### TASK INSTRUCTIONS
Search term "Zero": copy each line of the records that contains it.

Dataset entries

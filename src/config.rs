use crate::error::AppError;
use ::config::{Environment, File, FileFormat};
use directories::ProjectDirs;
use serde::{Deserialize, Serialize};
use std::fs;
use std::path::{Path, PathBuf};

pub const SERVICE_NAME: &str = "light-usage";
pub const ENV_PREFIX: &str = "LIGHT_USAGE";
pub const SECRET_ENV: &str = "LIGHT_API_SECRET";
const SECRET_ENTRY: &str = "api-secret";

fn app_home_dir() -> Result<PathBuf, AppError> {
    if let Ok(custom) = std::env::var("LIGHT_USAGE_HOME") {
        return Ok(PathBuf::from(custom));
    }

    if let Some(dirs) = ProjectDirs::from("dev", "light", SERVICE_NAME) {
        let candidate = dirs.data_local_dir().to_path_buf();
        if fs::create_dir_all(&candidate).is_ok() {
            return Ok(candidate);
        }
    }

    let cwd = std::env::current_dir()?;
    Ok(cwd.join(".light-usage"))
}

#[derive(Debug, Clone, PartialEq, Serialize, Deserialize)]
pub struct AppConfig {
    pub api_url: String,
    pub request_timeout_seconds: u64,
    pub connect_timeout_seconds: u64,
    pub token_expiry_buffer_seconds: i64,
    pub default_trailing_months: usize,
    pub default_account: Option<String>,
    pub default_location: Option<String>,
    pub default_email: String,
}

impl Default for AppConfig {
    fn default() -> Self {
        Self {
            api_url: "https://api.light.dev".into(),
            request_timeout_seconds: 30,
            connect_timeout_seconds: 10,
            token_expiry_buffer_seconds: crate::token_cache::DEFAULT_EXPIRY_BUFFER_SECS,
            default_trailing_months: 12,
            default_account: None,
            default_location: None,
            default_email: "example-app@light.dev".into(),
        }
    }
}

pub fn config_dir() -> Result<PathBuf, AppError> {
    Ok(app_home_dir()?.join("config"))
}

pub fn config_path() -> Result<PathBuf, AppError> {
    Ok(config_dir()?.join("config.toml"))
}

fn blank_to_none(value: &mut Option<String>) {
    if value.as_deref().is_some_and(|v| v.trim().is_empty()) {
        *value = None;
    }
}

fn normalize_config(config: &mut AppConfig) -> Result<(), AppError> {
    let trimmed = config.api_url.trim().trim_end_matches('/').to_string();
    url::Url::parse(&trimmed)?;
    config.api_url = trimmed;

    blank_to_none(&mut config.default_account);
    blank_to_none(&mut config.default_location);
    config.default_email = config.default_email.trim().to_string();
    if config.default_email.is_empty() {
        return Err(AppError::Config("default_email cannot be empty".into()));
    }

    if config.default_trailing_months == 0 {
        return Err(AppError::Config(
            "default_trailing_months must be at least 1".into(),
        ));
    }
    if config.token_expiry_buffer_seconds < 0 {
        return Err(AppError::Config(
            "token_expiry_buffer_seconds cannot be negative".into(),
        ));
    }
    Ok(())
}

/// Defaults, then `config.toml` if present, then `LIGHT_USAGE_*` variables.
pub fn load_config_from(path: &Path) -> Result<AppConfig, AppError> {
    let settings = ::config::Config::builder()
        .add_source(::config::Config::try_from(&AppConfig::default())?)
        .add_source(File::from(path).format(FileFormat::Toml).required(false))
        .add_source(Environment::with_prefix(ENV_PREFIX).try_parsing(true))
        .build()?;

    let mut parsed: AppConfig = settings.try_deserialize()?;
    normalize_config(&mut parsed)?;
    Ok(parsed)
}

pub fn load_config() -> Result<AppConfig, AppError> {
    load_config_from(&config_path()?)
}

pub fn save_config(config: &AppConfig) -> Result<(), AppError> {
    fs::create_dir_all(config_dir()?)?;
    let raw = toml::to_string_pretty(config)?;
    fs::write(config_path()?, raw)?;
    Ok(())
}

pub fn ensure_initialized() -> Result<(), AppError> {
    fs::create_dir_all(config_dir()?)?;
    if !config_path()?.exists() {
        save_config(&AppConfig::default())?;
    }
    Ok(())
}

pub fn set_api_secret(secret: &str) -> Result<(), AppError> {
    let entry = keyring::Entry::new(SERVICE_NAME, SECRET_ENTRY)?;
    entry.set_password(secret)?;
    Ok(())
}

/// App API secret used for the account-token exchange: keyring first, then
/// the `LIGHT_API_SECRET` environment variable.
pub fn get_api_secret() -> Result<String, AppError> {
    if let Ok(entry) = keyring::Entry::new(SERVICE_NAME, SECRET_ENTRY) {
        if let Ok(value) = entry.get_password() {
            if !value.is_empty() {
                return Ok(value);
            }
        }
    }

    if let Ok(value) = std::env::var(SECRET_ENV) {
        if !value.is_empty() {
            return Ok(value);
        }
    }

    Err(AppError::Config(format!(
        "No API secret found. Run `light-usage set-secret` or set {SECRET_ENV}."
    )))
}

--

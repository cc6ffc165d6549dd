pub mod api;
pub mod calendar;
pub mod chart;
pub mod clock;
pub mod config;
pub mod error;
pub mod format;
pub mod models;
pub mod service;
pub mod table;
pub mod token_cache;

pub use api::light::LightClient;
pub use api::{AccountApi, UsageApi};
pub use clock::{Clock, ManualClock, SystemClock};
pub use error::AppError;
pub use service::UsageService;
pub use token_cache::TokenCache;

* * *

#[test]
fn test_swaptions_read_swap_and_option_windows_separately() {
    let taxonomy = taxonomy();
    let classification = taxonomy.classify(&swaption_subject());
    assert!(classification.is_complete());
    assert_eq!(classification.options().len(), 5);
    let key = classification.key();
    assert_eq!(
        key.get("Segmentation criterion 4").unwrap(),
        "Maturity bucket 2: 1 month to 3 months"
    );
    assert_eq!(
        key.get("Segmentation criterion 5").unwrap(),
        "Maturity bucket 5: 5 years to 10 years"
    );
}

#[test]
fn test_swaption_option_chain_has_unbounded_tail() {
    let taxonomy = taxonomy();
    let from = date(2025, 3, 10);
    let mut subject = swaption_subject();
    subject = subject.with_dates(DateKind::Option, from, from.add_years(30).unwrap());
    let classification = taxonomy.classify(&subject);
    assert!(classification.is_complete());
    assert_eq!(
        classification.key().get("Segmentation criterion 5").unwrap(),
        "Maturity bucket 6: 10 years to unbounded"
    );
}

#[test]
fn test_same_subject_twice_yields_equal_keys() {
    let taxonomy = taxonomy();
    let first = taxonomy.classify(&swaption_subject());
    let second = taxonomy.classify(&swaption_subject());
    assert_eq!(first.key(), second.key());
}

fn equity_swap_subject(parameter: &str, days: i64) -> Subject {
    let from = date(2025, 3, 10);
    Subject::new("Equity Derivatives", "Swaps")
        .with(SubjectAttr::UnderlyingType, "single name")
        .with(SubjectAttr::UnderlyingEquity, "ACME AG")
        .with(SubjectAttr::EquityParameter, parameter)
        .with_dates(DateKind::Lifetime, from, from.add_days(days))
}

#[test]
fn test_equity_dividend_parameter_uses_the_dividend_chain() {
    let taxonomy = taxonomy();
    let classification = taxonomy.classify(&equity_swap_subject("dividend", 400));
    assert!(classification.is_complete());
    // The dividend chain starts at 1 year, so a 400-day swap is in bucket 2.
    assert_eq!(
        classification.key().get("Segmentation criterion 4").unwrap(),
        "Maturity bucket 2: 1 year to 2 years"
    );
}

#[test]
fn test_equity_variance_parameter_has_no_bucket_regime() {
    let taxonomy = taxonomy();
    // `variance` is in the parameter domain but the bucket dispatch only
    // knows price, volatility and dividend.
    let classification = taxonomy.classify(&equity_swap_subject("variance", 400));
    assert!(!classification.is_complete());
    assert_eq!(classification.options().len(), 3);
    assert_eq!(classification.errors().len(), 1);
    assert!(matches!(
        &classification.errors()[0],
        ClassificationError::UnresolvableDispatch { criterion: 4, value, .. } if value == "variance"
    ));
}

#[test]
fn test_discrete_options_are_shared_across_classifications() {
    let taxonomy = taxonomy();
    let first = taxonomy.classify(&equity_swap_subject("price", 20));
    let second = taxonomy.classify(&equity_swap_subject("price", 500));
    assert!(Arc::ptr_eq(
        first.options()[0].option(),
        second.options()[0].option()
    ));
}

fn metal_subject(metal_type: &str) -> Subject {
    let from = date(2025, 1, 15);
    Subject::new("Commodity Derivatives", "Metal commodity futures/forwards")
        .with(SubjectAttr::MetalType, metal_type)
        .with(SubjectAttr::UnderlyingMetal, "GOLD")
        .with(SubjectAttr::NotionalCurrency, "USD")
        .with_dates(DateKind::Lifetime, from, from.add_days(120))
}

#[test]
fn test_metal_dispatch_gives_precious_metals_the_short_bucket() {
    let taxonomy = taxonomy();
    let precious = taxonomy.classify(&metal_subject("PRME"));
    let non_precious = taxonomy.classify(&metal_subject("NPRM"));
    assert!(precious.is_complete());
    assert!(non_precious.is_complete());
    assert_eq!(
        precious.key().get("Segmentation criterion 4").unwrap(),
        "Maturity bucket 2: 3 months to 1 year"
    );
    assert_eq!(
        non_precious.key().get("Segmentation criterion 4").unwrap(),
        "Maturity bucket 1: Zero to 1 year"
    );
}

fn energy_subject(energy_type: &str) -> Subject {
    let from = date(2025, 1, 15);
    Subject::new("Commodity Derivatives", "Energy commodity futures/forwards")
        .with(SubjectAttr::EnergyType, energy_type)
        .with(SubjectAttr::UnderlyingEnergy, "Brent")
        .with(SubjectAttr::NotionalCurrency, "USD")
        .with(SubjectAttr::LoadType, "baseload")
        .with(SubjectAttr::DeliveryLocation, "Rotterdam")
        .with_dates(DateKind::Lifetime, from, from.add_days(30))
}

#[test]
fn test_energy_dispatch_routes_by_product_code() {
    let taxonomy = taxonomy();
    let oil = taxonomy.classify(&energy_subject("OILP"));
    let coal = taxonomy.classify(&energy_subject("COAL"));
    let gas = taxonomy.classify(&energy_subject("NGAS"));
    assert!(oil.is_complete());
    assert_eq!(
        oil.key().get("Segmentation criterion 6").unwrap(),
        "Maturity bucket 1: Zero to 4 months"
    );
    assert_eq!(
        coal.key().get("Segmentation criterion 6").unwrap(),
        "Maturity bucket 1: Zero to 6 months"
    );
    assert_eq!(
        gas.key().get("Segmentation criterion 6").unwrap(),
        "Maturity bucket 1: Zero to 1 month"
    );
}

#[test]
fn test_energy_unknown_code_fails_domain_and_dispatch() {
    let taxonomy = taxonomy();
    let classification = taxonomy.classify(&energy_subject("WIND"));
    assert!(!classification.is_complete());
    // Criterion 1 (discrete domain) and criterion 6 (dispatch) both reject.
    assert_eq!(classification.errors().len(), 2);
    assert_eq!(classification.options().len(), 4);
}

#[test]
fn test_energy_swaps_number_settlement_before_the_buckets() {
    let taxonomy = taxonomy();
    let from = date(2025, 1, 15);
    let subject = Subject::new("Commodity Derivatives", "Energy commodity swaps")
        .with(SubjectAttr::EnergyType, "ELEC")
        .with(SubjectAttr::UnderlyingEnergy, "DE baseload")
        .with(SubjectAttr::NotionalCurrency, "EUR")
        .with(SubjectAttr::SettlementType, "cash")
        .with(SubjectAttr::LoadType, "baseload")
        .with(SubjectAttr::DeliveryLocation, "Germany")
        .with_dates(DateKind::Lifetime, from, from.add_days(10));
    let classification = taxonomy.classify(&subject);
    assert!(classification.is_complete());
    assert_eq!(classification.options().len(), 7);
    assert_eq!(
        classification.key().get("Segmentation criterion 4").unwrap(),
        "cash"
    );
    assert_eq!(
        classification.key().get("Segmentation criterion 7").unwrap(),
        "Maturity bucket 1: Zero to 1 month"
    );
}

### ANSWER
        "Maturity bucket 1: Zero to 1 year"
        "Maturity bucket 1: Zero to 4 months"
        "Maturity bucket 1: Zero to 6 months"
        "Maturity bucket 1: Zero to 1 month"
        "Maturity bucket 1: Zero to 1 month"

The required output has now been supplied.